IF YOU REALLY want to see where the world is headed, of course, looking at the current workforce can get you only so far. To see the future—of the workforce, the economy, and the culture—you need to spend some time at America’s colleges and professional schools, where a quiet revolution is under way. More than ever, college is the gateway to economic success, a necessary precondition for moving into the upper-middle class—and increasingly even the middle class. It’s this broad, striving middle class that defines our society. And demographically, we can see with absolute clarity that in the coming decades the middle class will be dominated by women.

We’ve all heard about the collegiate gender gap.

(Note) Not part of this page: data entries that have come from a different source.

//! Event line shape and timestamp resolution.
//!
//! A log line is an event only if it has the exact form
//! `HH:MM:SS.mmm SEVERITY message`. Lines carry a time of day only; the
//! calendar day comes from the file name or from the day the run started.

use std::sync::LazyLock;

use chrono::{NaiveDate, NaiveDateTime, NaiveTime, Timelike};
use regex::Regex;

use crate::error::{ParserError, Result};
use crate::severity::Severity;

static EVENT_LINE: LazyLock<Regex> = LazyLock::new(|| {
    Regex::new(r"^([0-9]{2}:[0-9]{2}:[0-9]{2}\.[0-9]{3}) (ERROR|WARN|INFO|TRACE) (.*)$")
        .expect("event line regex is valid")
});

// Greedy prefix so the last date in the name wins.
static FILE_NAME_DAY: LazyLock<Regex> = LazyLock::new(|| {
    Regex::new(r".*([0-9]{4}-[0-9]{2}-[0-9]{2})").expect("file name day regex is valid")
});

/// Date format used for day strings (`2023-05-01`).
pub const DAY_FORMAT: &str = "%Y-%m-%d";

/// Time-of-day format used by event lines (`01:02:03.456`).
pub const TIME_FORMAT: &str = "%H:%M:%S%.3f";

/// A line that has the event shape but whose timestamp is not yet resolved.
#[derive(Debug, Clone, Copy, PartialEq, Eq)]
pub struct EventLine<'a> {
    /// The `HH:MM:SS.mmm` prefix, verbatim.
    pub time_of_day: &'a str,
    pub severity: Severity,
    /// Everything after the severity and its trailing space. May be empty.
    pub message: &'a str,
}

/// A fully resolved event.
#[derive(Debug, Clone, Copy, PartialEq, Eq)]
pub struct LogEvent<'a> {
    pub timestamp: NaiveDateTime,
    pub severity: Severity,
    pub message: &'a str,
}

impl<'a> EventLine<'a> {
    /// Match `line` against the event shape. Returns `None` for any other line.
    pub fn parse(line: &'a str) -> Option<Self> {
        let caps = EVENT_LINE.captures(line)?;
        let time_of_day = caps.get(1)?.as_str();
        let severity = Severity::from_str(caps.get(2)?.as_str())?;
        let message = caps.get(3)?.as_str();
        Some(EventLine {
            time_of_day,
            severity,
            message,
        })
    }

    /// Attach the calendar `day` (`YYYY-MM-DD`) to produce a [`LogEvent`].
    pub fn resolve(&self, day: &str) -> Result<LogEvent<'a>> {
        Ok(LogEvent {
            timestamp: compose_timestamp(day, self.time_of_day)?,
            severity: self.severity,
            message: self.message,
        })
    }
}

/// Extract the last `YYYY-MM-DD` substring of a file name.
pub fn day_from_filename(name: &str) -> Option<&str> {
    FILE_NAME_DAY
        .captures(name)
        .and_then(|caps| caps.get(1))
        .map(|m| m.as_str())
}

/// Combine a day string and a time-of-day string into a timestamp.
///
/// Both parts are parsed strictly: `2023-02-30`, `24:00:00.000` and the leap
/// second `23:59:60.000` are errors, not rolled over into the next day.
pub fn compose_timestamp(day: &str, time_of_day: &str) -> Result<NaiveDateTime> {
    let date = NaiveDate::parse_from_str(day, DAY_FORMAT)
        .map_err(|_| ParserError::InvalidDate(day.to_string()))?;
    let time = NaiveTime::parse_from_str(time_of_day, TIME_FORMAT)
        .map_err(|_| ParserError::InvalidTime(time_of_day.to_string()))?;
    // chrono encodes `:60` as nanoseconds past one second.
    if time.nanosecond() >= 1_000_000_000 {
        return Err(ParserError::InvalidTime(time_of_day.to_string()));
    }
    Ok(date.and_time(time))
}

#[cfg(test)]
mod tests {
    use super::*;

    #[test]
    fn parse_event_line() {
        let ev = EventLine::parse("01:02:03.456 ERROR disk full on /dev/sda").unwrap();
        assert_eq!(ev.time_of_day, "01:02:03.456");
        assert_eq!(ev.severity, Severity::Error);
        assert_eq!(ev.message, "disk full on /dev/sda");
    }

    #[test]
    fn parse_event_line_empty_message() {
        let ev = EventLine::parse("01:02:03.456 INFO ").unwrap();
        assert_eq!(ev.message, "");
    }

    #[test]
    fn reject_non_event_lines() {
        assert!(EventLine::parse("").is_none());
        assert!(EventLine::parse("java.lang.NullPointerException").is_none());
        assert!(EventLine::parse("\tat org.example.Main.run(Main.java:10)").is_none());
        // Missing milliseconds
        assert!(EventLine::parse("01:02:03 ERROR boom").is_none());
        // Unknown severity
        assert!(EventLine::parse("01:02:03.456 DEBUG boom").is_none());
        // Lower-case severity
        assert!(EventLine::parse("01:02:03.456 error boom").is_none());
        // Leading text
        assert!(EventLine::parse("x 01:02:03.456 ERROR boom").is_none());
        // Two spaces after the timestamp
        assert!(EventLine::parse("01:02:03.456  ERROR boom").is_none());
        // No message separator
        assert!(EventLine::parse("01:02:03.456 ERROR").is_none());
    }

    #[test]
    fn message_keeps_inner_whitespace() {
        let ev = EventLine::parse("10:00:00.000 WARN   padded  ").unwrap();
        assert_eq!(ev.message, "  padded  ");
    }

    #[test]
    fn day_from_filename_variants() {
        assert_eq!(day_from_filename("app-2023-05-01.log"), Some("2023-05-01"));
        assert_eq!(
            day_from_filename("/var/log/2022-01-01/app-2023-05-01.log"),
            Some("2023-05-01")
        );
        assert_eq!(day_from_filename("app.log"), None);
        assert_eq!(day_from_filename("app-2023-5-1.log"), None);
    }

    #[test]
    fn compose_valid_timestamp() {
        let ts = compose_timestamp("2023-05-01", "10:00:00.250").unwrap();
        assert_eq!(ts.date(), NaiveDate::from_ymd_opt(2023, 5, 1).unwrap());
        assert_eq!(ts.hour(), 10);
        assert_eq!(ts.nanosecond(), 250_000_000);
    }

    #[test]
    fn compose_rejects_impossible_date() {
        let err = compose_timestamp("2023-02-30", "10:00:00.000").unwrap_err();
        assert!(matches!(err, ParserError::InvalidDate(d) if d == "2023-02-30"));
    }

    #[test]
    fn compose_rejects_impossible_time() {
        let err = compose_timestamp("2023-02-01", "25:00:00.000").unwrap_err();
        assert!(matches!(err, ParserError::InvalidTime(_)));
    }

    #[test]
    fn compose_rejects_leap_second() {
        let err = compose_timestamp("2016-12-31", "23:59:60.000").unwrap_err();
        assert!(matches!(err, ParserError::InvalidTime(t) if t == "23:59:60.000"));
    }

    #[test]
    fn resolve_uses_day() {
        let ev = EventLine::parse("23:59:59.999 TRACE tick").unwrap();
        let resolved = ev.resolve("2024-02-29").unwrap();
        assert_eq!(resolved.timestamp.date(), NaiveDate::from_ymd_opt(2024, 2, 29).unwrap());
        assert_eq!(resolved.severity, Severity::Trace);
        assert_eq!(resolved.message, "tick");
    }
}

But the implications of that gap have not yet been fully digested. Women now earn 60 percent of master’s degrees, about half of all law and medical degrees, and 42 percent of all M.B.A.s. Most important, women earn almost 60 percent of all bachelor’s degrees—the minimum requirement, in most cases, for an affluent life. In a stark reversal since the 1970s, men are now more likely than women to hold only a high-school diploma. “One would think that if men were acting in a rational way, they would be getting the education they need to get along out there,” says Tom Mortenson, a senior scholar at the Pell Institute for the Study of Opportunity in Higher Education. “But they are just failing to adapt.”

This spring, I visited a few schools around Kansas City to get a feel for the gender dynamics of higher education. I started at the downtown campus of Metropolitan Community College. Metropolitan is the kind of place where people go to learn practical job skills and keep current with the changing economy, and as in most community colleges these days, men were conspicuously absent. One afternoon, in the basement cafeteria of a nearly windowless brick building, several women were trying to keep their eyes on their biology textbook and ignore the text messages from their babysitters. Another crew was outside the ladies’ room, braiding each other’s hair. One woman, still in her medical-assistant scrubs, looked like she was about to fall asleep in the elevator between the first and fourth floors.

When Bernard Franklin took over as campus president in 2005, he looked around and told his staff early on that their new priority was to “recruit more boys.” He set up mentoring programs and men-only study groups and student associations. He made a special effort to bond with male students, who liked to call him “Suit.” “It upset some of my feminists,” he recalls. Yet, a few years later, the tidal wave of women continues to wash through the school—they now make up about 70 percent of its students. They come to train to be nurses and teachers—African American women, usually a few years older than traditional college students, and lately, working-class white women from the suburbs seeking a cheap way to earn a credential. As for the men? Well, little has changed. “I recall one guy who was really smart,” one of the school’s counselors told me. “But he was reading at a sixth-grade level and felt embarrassed in front of the women. He had to hide his books from his friends, who would tease him when he studied. Then came the excuses. ‘It’s spring, gotta play ball.’ ‘It’s winter, too cold.’ He didn’t make it.”

It makes some economic sense that women attend community colleges—and in fact, all colleges—in greater numbers than men. Women ages 25 to 34 with only a high-school diploma currently have a median income of $25,474, while men in the same position earn $32,469. But it makes sense only up to a point. The well-paid lifetime union job has been disappearing for at least 30 years. Kansas City, for example, has shifted from steel manufacturing to pharmaceuticals and information technologies. “The economy isn’t as friendly to men as it once was,” says Jacqueline King, of the American Council on Education. “You would think men and women would go to these colleges at the same rate.” But they don’t.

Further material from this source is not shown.